#4 ‘The Archive’: When Max Weber curated a new social science newsletter in 1904 this is what he wrote
When a journal dealing with questions of social science, and especially with social policy, makes its appearance in this country, or new editors take over, the first question with which it is greeted usually concerns its “tendency”. We, too, have to furnish an answer to this question, and in this essay we want to go into it in a more fundamental way, further to what has been said in our Accompanying Remarks. This gives us the opportunity to shed light in various ways on the distinctive character of what we understand as “social science”; and even though we are dealing with points which usually “go without saying” – indeed: precisely because [they have that character] – [such a discussion] may be useful, if not for the professional, then at least for readers who are less familiar with the actual practice of scientific work.

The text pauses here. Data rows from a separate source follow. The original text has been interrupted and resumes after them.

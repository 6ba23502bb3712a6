//! OAuth2 authentication for Google APIs.

use std::fs;
use std::path::Path;
use std::sync::Arc;
use std::time::{Duration, SystemTime, UNIX_EPOCH};

use jsonwebtoken::{encode, Algorithm, EncodingKey, Header};
use reqwest::{Client, Url};
use serde::Serialize;
use tokio::sync::RwLock;
use tracing::debug;

use crate::error::{AuthReason, ReportError, Result};
use crate::models::{ClientSecretFile, ServiceAccountKey, TokenErrorResponse, TokenResponse};
use crate::prompt::Prompt;

/// Google OAuth2 token endpoint.
const TOKEN_URI: &str = "https://oauth2.googleapis.com/token";

/// Redirect target for copy/paste authorization codes.
const OOB_REDIRECT_URI: &str = "urn:ietf:wg:oauth:2.0:oob";

/// Lifetime requested for service account assertions.
const ASSERTION_LIFETIME: u64 = 3600;

/// Tokens are refreshed this long before they expire.
const EXPIRY_BUFFER: Duration = Duration::from_secs(60);

/// An API surface that scopes are granted for.
#[derive(Debug, Clone, Copy, PartialEq, Eq, Hash)]
pub enum Api {
    Analytics,
    Drive,
}

impl Api {
    /// Discovery name of the API.
    pub fn name(self) -> &'static str {
        match self {
            Api::Analytics => "analytics",
            Api::Drive => "drive",
        }
    }

    /// API version used by this crate.
    pub fn version(self) -> &'static str {
        "v3"
    }
}

/// Access level of a scope.
#[derive(Debug, Clone, Copy, PartialEq, Eq, Hash)]
pub enum Access {
    Read,
    Edit,
}

/// An OAuth scope.
#[derive(Debug, Clone, Copy, PartialEq, Eq, Hash)]
pub struct Scope {
    pub api: Api,
    pub access: Access,
}

impl Scope {
    pub const fn new(api: Api, access: Access) -> Self {
        Self { api, access }
    }

    pub fn uri(&self) -> &'static str {
        match (self.api, self.access) {
            (Api::Analytics, Access::Read) => "https://www.googleapis.com/auth/analytics.readonly",
            (Api::Analytics, Access::Edit) => "https://www.googleapis.com/auth/analytics.edit",
            (Api::Drive, Access::Read) => "https://www.googleapis.com/auth/drive.readonly",
            (Api::Drive, Access::Edit) => "https://www.googleapis.com/auth/drive",
        }
    }
}

fn scope_string(scopes: &[Scope]) -> String {
    scopes.iter().map(Scope::uri).collect::<Vec<_>>().join(" ")
}

/// JWT claims for service account authentication.
#[derive(Debug, Serialize)]
struct Claims {
    iss: String,   // Issuer (service account email)
    scope: String, // Space separated OAuth scopes
    aud: String,   // Audience (token endpoint)
    exp: u64,      // Expiration time
    iat: u64,      // Issued at
}

/// Cached access token with expiration.
#[derive(Clone)]
struct CachedToken {
    access_token: String,
    expires_at: Option<SystemTime>,
}

impl CachedToken {
    fn is_fresh(&self) -> bool {
        match self.expires_at {
            Some(at) => at > SystemTime::now() + EXPIRY_BUFFER,
            None => true,
        }
    }
}

/// How new access tokens are obtained.
enum Grant {
    ServiceAccount {
        key: EncodingKey,
    },
    AuthorizedUser {
        client_id: String,
        client_secret: String,
        refresh_token: Option<String>,
    },
    Static,
}

struct Inner {
    identity: String,
    scopes: Vec<Scope>,
    token_uri: String,
    grant: Grant,
    http: Client,
    cached_token: RwLock<Option<CachedToken>>,
}

/// Authenticated credentials for Google APIs.
#[derive(Clone)]
pub struct Credentials {
    inner: Arc<Inner>,
}

impl std::fmt::Debug for Credentials {
    fn fmt(&self, f: &mut std::fmt::Formatter<'_>) -> std::fmt::Result {
        f.debug_struct("Credentials")
            .field("identity", &self.inner.identity)
            .field("scopes", &self.inner.scopes)
            .finish_non_exhaustive()
    }
}

fn auth_error(reason: AuthReason, detail: impl Into<String>) -> ReportError {
    ReportError::Auth {
        reason,
        detail: detail.into(),
    }
}

fn read_key_file(path: &Path) -> Result<String> {
    if !path.is_file() {
        return Err(auth_error(
            AuthReason::MissingKey,
            format!("no key file at {}", path.display()),
        ));
    }
    fs::read_to_string(path).map_err(|e| {
        auth_error(
            AuthReason::MissingKey,
            format!("cannot read {}: {}", path.display(), e),
        )
    })
}

fn http_client(timeout: Duration) -> Result<Client> {
    Ok(Client::builder().timeout(timeout).build()?)
}

/// Authenticate as a service account.
///
/// # Arguments
/// * `identity` - Service account email; falls back to `client_email` from the key file
/// * `key_path` - Path to the service account JSON key file
/// * `scopes` - Scopes to request, at least one
/// * `timeout` - Timeout of the token request
pub async fn authenticate(
    identity: Option<&str>,
    key_path: &Path,
    scopes: &[Scope],
    timeout: Duration,
) -> Result<Credentials> {
    let content = read_key_file(key_path)?;
    let key_file: ServiceAccountKey = serde_json::from_str(&content).map_err(|e| {
        auth_error(
            AuthReason::InvalidKey,
            format!("{} is not a service account key: {}", key_path.display(), e),
        )
    })?;

    let pem_blocks = key_file.private_key.matches("-----BEGIN").count();
    if pem_blocks != 1 {
        return Err(auth_error(
            AuthReason::InvalidKey,
            format!("expected exactly one private key, found {}", pem_blocks),
        ));
    }
    let key = EncodingKey::from_rsa_pem(key_file.private_key.as_bytes())
        .map_err(|e| auth_error(AuthReason::InvalidKey, e.to_string()))?;

    let identity = identity
        .map(str::to_string)
        .or(key_file.client_email)
        .ok_or_else(|| auth_error(AuthReason::InvalidKey, "no service account identity"))?;

    if scopes.is_empty() {
        return Err(auth_error(AuthReason::ScopeRejected, "no scopes requested"));
    }

    let credentials = Credentials::from_parts(
        identity,
        scopes,
        key_file.token_uri.unwrap_or_else(|| TOKEN_URI.to_string()),
        Grant::ServiceAccount { key },
        http_client(timeout)?,
        None,
    );

    // Establish the first token now so rejected scopes surface here.
    credentials.get_access_token().await?;
    debug!(identity = %credentials.identity(), "authenticated service account");
    Ok(credentials)
}

/// Authorize an installed application with a copy/paste authorization code.
///
/// Prints the consent URL through `prompt`, then reads the code the user was given.
pub async fn authorize_installed<P: Prompt>(
    client_secret_path: &Path,
    scopes: &[Scope],
    prompt: &mut P,
    timeout: Duration,
) -> Result<Credentials> {
    let content = read_key_file(client_secret_path)?;
    let secret: ClientSecretFile = serde_json::from_str(&content).map_err(|e| {
        auth_error(
            AuthReason::InvalidKey,
            format!("{} is not a client secret file: {}", client_secret_path.display(), e),
        )
    })?;
    let app = secret.installed;

    if scopes.is_empty() {
        return Err(auth_error(AuthReason::ScopeRejected, "no scopes requested"));
    }

    let redirect_uri = app
        .redirect_uris
        .first()
        .cloned()
        .unwrap_or_else(|| OOB_REDIRECT_URI.to_string());
    let scope = scope_string(scopes);
    let consent_url = Url::parse_with_params(
        &app.auth_uri,
        &[
            ("client_id", app.client_id.as_str()),
            ("redirect_uri", redirect_uri.as_str()),
            ("response_type", "code"),
            ("scope", scope.as_str()),
            ("access_type", "offline"),
        ],
    )
    .map_err(|e| auth_error(AuthReason::InvalidKey, format!("invalid auth_uri: {}", e)))?;

    prompt.notice(consent_url.as_str());
    let code = prompt.ask("Enter the auth code")?;
    let code = code.trim();
    if code.is_empty() {
        return Err(auth_error(
            AuthReason::ScopeRejected,
            "no authorization code entered",
        ));
    }

    let http = http_client(timeout)?;
    let token = exchange(
        &http,
        &app.token_uri,
        &[
            ("grant_type", "authorization_code"),
            ("code", code),
            ("client_id", app.client_id.as_str()),
            ("client_secret", app.client_secret.as_str()),
            ("redirect_uri", redirect_uri.as_str()),
        ],
    )
    .await?;

    let cached = CachedToken {
        access_token: token.access_token,
        expires_at: token.expires_in.map(|s| SystemTime::now() + Duration::from_secs(s)),
    };

    Ok(Credentials::from_parts(
        app.client_id.clone(),
        scopes,
        app.token_uri,
        Grant::AuthorizedUser {
            client_id: app.client_id,
            client_secret: app.client_secret,
            refresh_token: token.refresh_token,
        },
        http,
        Some(cached),
    ))
}

/// Exchange a grant at the token endpoint.
async fn exchange(http: &Client, token_uri: &str, params: &[(&str, &str)]) -> Result<TokenResponse> {
    let response = http.post(token_uri).form(params).send().await?;

    let status = response.status();
    if !status.is_success() {
        let body = response.text().await.unwrap_or_default();
        return Err(classify_token_error(status.as_u16(), body));
    }

    Ok(response.json().await?)
}

fn classify_token_error(status: u16, body: String) -> ReportError {
    let Ok(err) = serde_json::from_str::<TokenErrorResponse>(&body) else {
        return ReportError::ApiError {
            status,
            message: body,
        };
    };

    let reason = match err.error.as_str() {
        "invalid_scope" | "unauthorized_client" | "access_denied" => AuthReason::ScopeRejected,
        "invalid_grant" | "invalid_client" => AuthReason::InvalidKey,
        _ => {
            return ReportError::ApiError {
                status,
                message: body,
            }
        }
    };

    let detail = match err.error_description {
        Some(description) => format!("{}: {}", err.error, description),
        None => err.error,
    };
    auth_error(reason, detail)
}

impl Credentials {
    fn from_parts(
        identity: String,
        scopes: &[Scope],
        token_uri: String,
        grant: Grant,
        http: Client,
        cached: Option<CachedToken>,
    ) -> Self {
        Self {
            inner: Arc::new(Inner {
                identity,
                scopes: scopes.to_vec(),
                token_uri,
                grant,
                http,
                cached_token: RwLock::new(cached),
            }),
        }
    }

    /// Wrap an access token that was issued elsewhere. It is never refreshed.
    pub fn with_access_token(access_token: impl Into<String>, scopes: &[Scope]) -> Self {
        Self::from_parts(
            "access-token".to_string(),
            scopes,
            TOKEN_URI.to_string(),
            Grant::Static,
            Client::new(),
            Some(CachedToken {
                access_token: access_token.into(),
                expires_at: None,
            }),
        )
    }

    /// The account these credentials act as.
    pub fn identity(&self) -> &str {
        &self.inner.identity
    }

    pub fn scopes(&self) -> &[Scope] {
        &self.inner.scopes
    }

    /// Expiry of the current access token, if known.
    pub async fn expiry(&self) -> Option<SystemTime> {
        self.inner
            .cached_token
            .read()
            .await
            .as_ref()
            .and_then(|t| t.expires_at)
    }

    /// Get a valid access token, refreshing if necessary.
    pub async fn get_access_token(&self) -> Result<String> {
        {
            let cached = self.inner.cached_token.read().await;
            if let Some(token) = cached.as_ref().filter(|t| t.is_fresh()) {
                return Ok(token.access_token.clone());
            }
        }

        let new_token = self.refresh_token().await?;

        {
            let mut cached = self.inner.cached_token.write().await;
            *cached = Some(new_token.clone());
        }

        Ok(new_token.access_token)
    }

    async fn refresh_token(&self) -> Result<CachedToken> {
        let token = match &self.inner.grant {
            Grant::ServiceAccount { key } => {
                let now = SystemTime::now()
                    .duration_since(UNIX_EPOCH)
                    .map(|d| d.as_secs())
                    .unwrap_or_default();

                let claims = Claims {
                    iss: self.inner.identity.clone(),
                    scope: scope_string(&self.inner.scopes),
                    aud: self.inner.token_uri.clone(),
                    iat: now,
                    exp: now + ASSERTION_LIFETIME,
                };

                let jwt = encode(&Header::new(Algorithm::RS256), &claims, key)
                    .map_err(|e| auth_error(AuthReason::InvalidKey, e.to_string()))?;

                exchange(
                    &self.inner.http,
                    &self.inner.token_uri,
                    &[
                        ("grant_type", "urn:ietf:params:oauth:grant-type:jwt-bearer"),
                        ("assertion", jwt.as_str()),
                    ],
                )
                .await?
            }
            Grant::AuthorizedUser {
                client_id,
                client_secret,
                refresh_token: Some(refresh_token),
            } => {
                exchange(
                    &self.inner.http,
                    &self.inner.token_uri,
                    &[
                        ("grant_type", "refresh_token"),
                        ("refresh_token", refresh_token.as_str()),
                        ("client_id", client_id.as_str()),
                        ("client_secret", client_secret.as_str()),
                    ],
                )
                .await?
            }
            Grant::AuthorizedUser { .. } | Grant::Static => {
                return Err(auth_error(
                    AuthReason::InvalidKey,
                    "access token expired and cannot be refreshed",
                ));
            }
        };

        debug!(identity = %self.inner.identity, "obtained access token");
        Ok(CachedToken {
            access_token: token.access_token,
            expires_at: token
                .expires_in
                .map(|s| SystemTime::now() + Duration::from_secs(s)),
        })
    }
}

The passage above is on page 100. The following on pages 106-107 —
Consequently, what will find expression in the columns of our journal is not only social science – the intellectual ordering of facts – but, inevitably, also social policy – the exposition of ideals; this will especially be the case in comments on legislation. But it would never occur to us to pass off discussions of [social policy] as “science”, and we shall, to the best of our ability, endeavour to keep them from being mixed up with and confused with [science]. [When social policy is discussed], it is no longer science that is speaking. Therefore, the second fundamental commandment of scientific impartiality is [that one should] in such cases at all times make clear to the reader (and, to repeat, above all to oneself ) that and where it is no longer the reasoning scholar who speaks, but the striving human being who takes over – where the arguments are aimed at our reason, and where they appeal to our feelings. One of the most widespread, but also most harmful, features of work within our discipline is that the scientific discussion of facts is constantly mixed up with evaluative argumentation. What the criticism in the preceding remarks is aimed at is this [practice of ] mixing-up, but certainly not standing up for, one’s own ideals. Lack of conviction has no inherent affinity whatsoever to scientific “objectivity”. – The Archive has never been … and shall never become a place for polemics against particular political parties or partisans of particular social policies, or for the promotion or denigration of political ideals or ideals of social policy; there are other organs dedicated to those purposes … No one who is prepared to place himself within the framework of scientific discussion is excluded …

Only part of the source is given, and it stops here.